Segment Open

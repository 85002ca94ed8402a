// src/pipeline/mod.rs
//! Batch coordinator: pre-filter, enrich and classify a batch of articles.
//!
//! Articles are independent; up to `concurrency` of them are enriched at once.
//! Within one article the steps run strictly in order: clean content,
//! pre-filter, enrich, attach annotation. A batch counts as failed only when
//! nothing was accepted and at least one article reached enrichment.

pub mod prefilter;

use std::collections::BTreeMap;
use std::sync::Arc;

use metrics::counter;
use serde::{Deserialize, Serialize};
use thiserror::Error;
use tokio::sync::Semaphore;
use tokio::task::JoinSet;
use tracing::{debug, info, warn};

use crate::llm::{EnrichmentResult, FallbackOrchestrator, GenerationParams, TaskKind};
use crate::pipeline::prefilter::{
    dedupe, prepare_content, RelevancePrefilter, DEFAULT_MAX_CONTENT_CHARS,
};

pub const DEFAULT_CONCURRENCY: usize = 4;

/// Rejection code for articles scored under the relevance threshold.
pub const REJECT_BELOW_THRESHOLD: &str = "below_relevance_threshold";
/// Rejection code for articles whose enrichment task panicked or was aborted.
pub const REJECT_TASK_ABORTED: &str = "task_aborted";

#[derive(Debug, Clone, Copy, Default, PartialEq, Eq, Serialize, Deserialize)]
#[serde(rename_all = "snake_case")]
pub enum ArticleStatus {
    #[default]
    Pending,
    Accepted,
    RejectedPrefilter,
    RejectedEnrichment,
    Duplicate,
}

/// One article moving through the pipeline. Inputs come from the caller;
/// status, annotations and rejection are filled in here.
#[derive(Debug, Clone, Serialize, Deserialize)]
pub struct ArticleRecord {
    pub title: String,
    #[serde(default)]
    pub url: Option<String>,
    #[serde(default)]
    pub source: Option<String>,
    pub content: String,
    /// Upstream relevance score; the keyword heuristic is used when absent.
    #[serde(default)]
    pub relevance_score: Option<f32>,
    #[serde(default, skip_deserializing)]
    pub status: ArticleStatus,
    /// Keyed `"{family}_analysis"`.
    #[serde(default, skip_deserializing)]
    pub annotations: BTreeMap<String, EnrichmentResult>,
    #[serde(default, skip_deserializing, skip_serializing_if = "Option::is_none")]
    pub rejection: Option<String>,
}

impl ArticleRecord {
    pub fn new(title: impl Into<String>, content: impl Into<String>) -> Self {
        Self {
            title: title.into(),
            url: None,
            source: None,
            content: content.into(),
            relevance_score: None,
            status: ArticleStatus::Pending,
            annotations: BTreeMap::new(),
            rejection: None,
        }
    }

    fn short_title(&self) -> String {
        self.title.chars().take(60).collect()
    }
}

#[derive(Debug, Clone, Default, Serialize)]
pub struct BatchReport {
    pub total: usize,
    pub accepted: usize,
    pub rejected_prefilter: usize,
    pub rejected_enrichment: usize,
    pub duplicates: usize,
    /// Enrichment failures by reason code.
    pub failures: BTreeMap<String, usize>,
    pub articles: Vec<ArticleRecord>,
}

impl BatchReport {
    pub fn rejected(&self) -> usize {
        self.rejected_prefilter + self.rejected_enrichment
    }
}

#[derive(Debug, Error)]
pub enum BatchError {
    #[error("no article accepted; {} rejected during enrichment", .report.rejected_enrichment)]
    NothingAccepted { report: Box<BatchReport> },
}

impl BatchError {
    pub fn report(&self) -> &BatchReport {
        match self {
            BatchError::NothingAccepted { report } => report,
        }
    }
}

#[derive(Debug, Clone)]
pub struct PipelineSettings {
    pub concurrency: usize,
    pub max_content_chars: usize,
    pub task: TaskKind,
    pub params: GenerationParams,
}

impl Default for PipelineSettings {
    fn default() -> Self {
        Self {
            concurrency: DEFAULT_CONCURRENCY,
            max_content_chars: DEFAULT_MAX_CONTENT_CHARS,
            task: TaskKind::RelevanceAnalysis,
            params: GenerationParams::default(),
        }
    }
}

struct Shared {
    orchestrator: Arc<FallbackOrchestrator>,
    settings: PipelineSettings,
}

pub struct PipelineCoordinator {
    shared: Arc<Shared>,
    prefilter: RelevancePrefilter,
}

impl PipelineCoordinator {
    pub fn new(
        orchestrator: Arc<FallbackOrchestrator>,
        prefilter: RelevancePrefilter,
        settings: PipelineSettings,
    ) -> Self {
        Self {
            shared: Arc::new(Shared {
                orchestrator,
                settings,
            }),
            prefilter,
        }
    }

    pub fn orchestrator(&self) -> &Arc<FallbackOrchestrator> {
        &self.shared.orchestrator
    }

    pub fn prefilter(&self) -> &RelevancePrefilter {
        &self.prefilter
    }

    pub async fn run_batch(
        &self,
        articles: Vec<ArticleRecord>,
    ) -> Result<BatchReport, BatchError> {
        let mut report = BatchReport {
            total: articles.len(),
            ..BatchReport::default()
        };

        let (articles, duplicates) = dedupe(articles);
        report.duplicates = duplicates.len();

        let max_chars = self.shared.settings.max_content_chars;
        let permits = Arc::new(Semaphore::new(self.shared.settings.concurrency.max(1)));
        let mut set = JoinSet::new();
        let mut finished: Vec<(usize, ArticleRecord)> = Vec::with_capacity(articles.len());
        // Copies of spawned articles, returned as rejected if their task never finishes.
        let mut in_flight: BTreeMap<usize, ArticleRecord> = BTreeMap::new();

        for (idx, mut article) in articles.into_iter().enumerate() {
            article.content = prepare_content(&article.content, max_chars);
            let verdict = self.prefilter.evaluate(&article);
            if !verdict.passed {
                debug!(
                    title = %article.short_title(),
                    score = verdict.score,
                    threshold = self.prefilter.threshold(),
                    source = ?verdict.source,
                    "article below relevance threshold"
                );
                article.status = ArticleStatus::RejectedPrefilter;
                article.rejection = Some(REJECT_BELOW_THRESHOLD.to_string());
                finished.push((idx, article));
                continue;
            }

            in_flight.insert(idx, article.clone());
            let shared = self.shared.clone();
            let permits = permits.clone();
            set.spawn(async move {
                // The semaphore is never closed, so acquisition cannot fail.
                let _permit = permits.acquire_owned().await.ok();
                (idx, shared.enrich_article(article).await)
            });
        }

        while let Some(joined) = set.join_next().await {
            match joined {
                Ok(done) => {
                    in_flight.remove(&done.0);
                    finished.push(done);
                }
                Err(e) => warn!(error = %e, "article task aborted"),
            }
        }
        for (idx, mut article) in in_flight {
            warn!(title = %article.short_title(), "article lost its enrichment task");
            article.status = ArticleStatus::RejectedEnrichment;
            article.rejection = Some(REJECT_TASK_ABORTED.to_string());
            finished.push((idx, article));
        }

        finished.sort_by_key(|(idx, _)| *idx);
        for (_, article) in finished {
            match article.status {
                ArticleStatus::Accepted => report.accepted += 1,
                ArticleStatus::RejectedPrefilter => report.rejected_prefilter += 1,
                ArticleStatus::RejectedEnrichment => {
                    report.rejected_enrichment += 1;
                    let code = article.rejection.clone().unwrap_or_default();
                    *report.failures.entry(code).or_default() += 1;
                }
                ArticleStatus::Pending | ArticleStatus::Duplicate => {}
            }
            report.articles.push(article);
        }
        for mut dup in duplicates {
            dup.status = ArticleStatus::Duplicate;
            report.articles.push(dup);
        }

        for (outcome, n) in [
            ("accepted", report.accepted),
            ("rejected_prefilter", report.rejected_prefilter),
            ("rejected_enrichment", report.rejected_enrichment),
            ("duplicate", report.duplicates),
        ] {
            if n > 0 {
                counter!("pipeline_articles_total", "outcome" => outcome).increment(n as u64);
            }
        }

        info!(
            total = report.total,
            accepted = report.accepted,
            rejected_prefilter = report.rejected_prefilter,
            rejected_enrichment = report.rejected_enrichment,
            duplicates = report.duplicates,
            "batch processed"
        );

        if report.accepted == 0 && report.rejected_enrichment > 0 {
            counter!("pipeline_batch_failures_total").increment(1);
            warn!(
                rejected_enrichment = report.rejected_enrichment,
                "batch failed: no article accepted"
            );
            return Err(BatchError::NothingAccepted {
                report: Box::new(report),
            });
        }
        Ok(report)
    }
}

impl Shared {
    async fn enrich_article(&self, mut article: ArticleRecord) -> ArticleRecord {
        let outcome = self
            .orchestrator
            .enrich(
                &article.content,
                self.settings.task,
                self.settings.params.clone(),
            )
            .await;

        match outcome {
            Ok(result) => {
                let key = format!("{}_analysis", result.provenance.family);
                debug!(
                    title = %article.short_title(),
                    family = %result.provenance.family,
                    relevance = result.upsc_relevance,
                    "article accepted"
                );
                article.annotations.insert(key, result);
                article.status = ArticleStatus::Accepted;
            }
            Err(failure) => {
                warn!(
                    title = %article.short_title(),
                    reason = failure.reason_code(),
                    error = %failure,
                    "article enrichment failed"
                );
                article.status = ArticleStatus::RejectedEnrichment;
                article.rejection = Some(failure.reason_code().to_string());
            }
        }
        article
    }
}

Segment Closed

◆ **Exercise requirements**:
In the preceding material, find each line holding the word "increment" and copy it out.

◆ **Response for this exercise**:
                counter!("pipeline_articles_total", "outcome" => outcome).increment(n as u64);
            counter!("pipeline_batch_failures_total").increment(1);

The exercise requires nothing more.